Task prompt >> Show every line of the records below that contains the word "position".

(Dataset entries)
....
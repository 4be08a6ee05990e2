use crate::models::InjuryEntry;
use crate::utils::team_names::{normalize, TeamCode};
use anyhow::{Context, Result};
use chrono::{DateTime, Duration, NaiveDateTime, Utc};
use serde::Deserialize;
use std::cmp::Ordering;
use std::collections::HashMap;
use tracing::{info, warn};

const REPORT_WINDOW_DAYS: i64 = 7;

#[derive(Debug, Deserialize)]
struct InjuryRecord {
    team: String,
    #[serde(default)]
    gsis_id: String,
    full_name: String,
    #[serde(default)]
    position: String,
    report_primary_injury: Option<String>,
    report_secondary_injury: Option<String>,
    report_status: Option<String>,
    date_modified: String,
}

#[derive(Debug, Deserialize)]
struct DepthRecord {
    #[serde(default, deserialize_with = "csv::invalid_option")]
    week: Option<u8>,
    #[serde(default)]
    depth_team: String,
    #[serde(default)]
    gsis_id: String,
    #[serde(default)]
    full_name: String,
}

/// nflverse writes missing values either as empty cells or as `NA`
fn present(value: Option<String>) -> Option<String> {
    value
        .map(|v| v.trim().to_string())
        .filter(|v| !v.is_empty() && v != "NA")
}

fn parse_timestamp(text: &str) -> Option<DateTime<Utc>> {
    let text = text.trim();
    if let Ok(dt) = DateTime::parse_from_rfc3339(text) {
        return Some(dt.with_timezone(&Utc));
    }
    if let Ok(dt) = DateTime::parse_from_str(text, "%Y-%m-%d %H:%M:%S%:z") {
        return Some(dt.with_timezone(&Utc));
    }
    NaiveDateTime::parse_from_str(text, "%Y-%m-%d %H:%M:%S")
        .ok()
        .map(|dt| dt.and_utc())
}

/// QB first, then WR, RB, CB, then everyone else
fn position_priority(position: &str) -> u8 {
    match position {
        "QB" => 0,
        "WR" => 1,
        "RB" => 2,
        "CB" => 3,
        _ => 4,
    }
}

fn depth_order(a: &InjuryEntry, b: &InjuryEntry) -> Ordering {
    let depth = |e: &InjuryEntry| e.depth.parse::<u32>().unwrap_or(u32::MAX);
    depth(a)
        .cmp(&depth(b))
        .then_with(|| position_priority(&a.position).cmp(&position_priority(&b.position)))
        .then_with(|| a.player.cmp(&b.player))
}

/// Latest injury per player over the last week, with depth chart slots
#[derive(Debug, Clone, Default)]
pub struct InjuryReport {
    entries: Vec<InjuryEntry>,
}

impl InjuryReport {
    pub fn from_csv(injuries_csv: &str, depth_csv: &str, now: DateTime<Utc>) -> Result<Self> {
        let cutoff = now - Duration::days(REPORT_WINDOW_DAYS);

        // (gsis_id, full_name) -> depth_team from the latest week listed
        let mut depth: HashMap<(String, String), (u8, String)> = HashMap::new();
        let mut reader = csv::Reader::from_reader(depth_csv.as_bytes());
        for record in reader.deserialize::<DepthRecord>() {
            let record = record.context("Failed to parse depth chart row")?;
            let week = record.week.unwrap_or(0);
            let key = (record.gsis_id, record.full_name);
            match depth.get(&key) {
                Some((seen, _)) if *seen > week => {}
                _ => {
                    depth.insert(key, (week, record.depth_team));
                }
            }
        }

        // latest report per (team, player)
        let mut latest: HashMap<(TeamCode, String), InjuryEntry> = HashMap::new();
        let mut reader = csv::Reader::from_reader(injuries_csv.as_bytes());
        for record in reader.deserialize::<InjuryRecord>() {
            let record = record.context("Failed to parse injury row")?;

            let Some(last_updated) = parse_timestamp(&record.date_modified) else {
                continue;
            };
            if last_updated < cutoff {
                continue;
            }
            let Some(team) = normalize(&record.team).code() else {
                warn!("Skipping injury for unmapped team {}", record.team);
                continue;
            };

            let primary_injury = present(record.report_primary_injury);
            let secondary_injury = present(record.report_secondary_injury);
            let depth_team = depth
                .get(&(record.gsis_id.clone(), record.full_name.clone()))
                .map(|(_, d)| d.clone())
                .unwrap_or_default();

            let entry = InjuryEntry {
                team,
                player: record.full_name.clone(),
                position: record.position,
                depth: depth_team,
                status: present(record.report_status).unwrap_or_default(),
                primary_injury,
                secondary_injury,
                last_updated,
            };

            let key = (team, record.full_name);
            match latest.get(&key) {
                Some(existing) if existing.last_updated >= entry.last_updated => {}
                _ => {
                    latest.insert(key, entry);
                }
            }
        }

        let mut entries: Vec<InjuryEntry> = latest
            .into_values()
            .filter(|e| e.primary_injury.is_some() || e.secondary_injury.is_some())
            .collect();
        entries.sort_by(|a, b| a.team.cmp(&b.team).then_with(|| depth_order(a, b)));

        Ok(Self { entries })
    }

    pub fn entries(&self) -> &[InjuryEntry] {
        &self.entries
    }

    /// Teams with at least one reported injury
    pub fn teams(&self) -> Vec<TeamCode> {
        let mut teams: Vec<TeamCode> = self.entries.iter().map(|e| e.team).collect();
        teams.dedup();
        teams
    }

    pub fn for_team(&self, team: TeamCode) -> Vec<&InjuryEntry> {
        self.entries.iter().filter(|e| e.team == team).collect()
    }

    /// `Name (Status); Name (Status)` for the predictions CSV
    pub fn summary(&self, team: TeamCode) -> String {
        self.for_team(team)
            .iter()
            .map(|e| e.format())
            .collect::<Vec<_>>()
            .join("; ")
    }
}

pub struct InjuryClient {
    client: reqwest::Client,
}

impl InjuryClient {
    pub fn new() -> Self {
        Self {
            client: reqwest::Client::new(),
        }
    }

    async fn download(&self, url: &str) -> Result<String> {
        let response = self
            .client
            .get(url)
            .send()
            .await
            .with_context(|| format!("Failed to fetch {}", url))?;

        if !response.status().is_success() {
            anyhow::bail!("{} returned error: {}", url, response.status());
        }
        Ok(response.text().await?)
    }

    pub async fn fetch_report(&self, injuries_url: &str, depth_url: &str) -> Result<InjuryReport> {
        let injuries = self.download(injuries_url).await?;
        let depth = self.download(depth_url).await?;
        let report = InjuryReport::from_csv(&injuries, &depth, Utc::now())?;
        info!("Loaded {} current injury reports", report.entries().len());
        Ok(report)
    }
}

impl Default for InjuryClient {
    fn default() -> Self {
        Self::new()
    }
}
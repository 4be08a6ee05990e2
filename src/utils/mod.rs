pub mod aggregator;
pub mod booster;
pub mod data;
pub mod features;
pub mod predictor;
pub mod team_names;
....
Written response >>
    position: String,
fn position_priority(position: &str) -> u8 {
    match position {
        .then_with(|| position_priority(&a.position).cmp(&position_priority(&b.position)))
                position: record.position,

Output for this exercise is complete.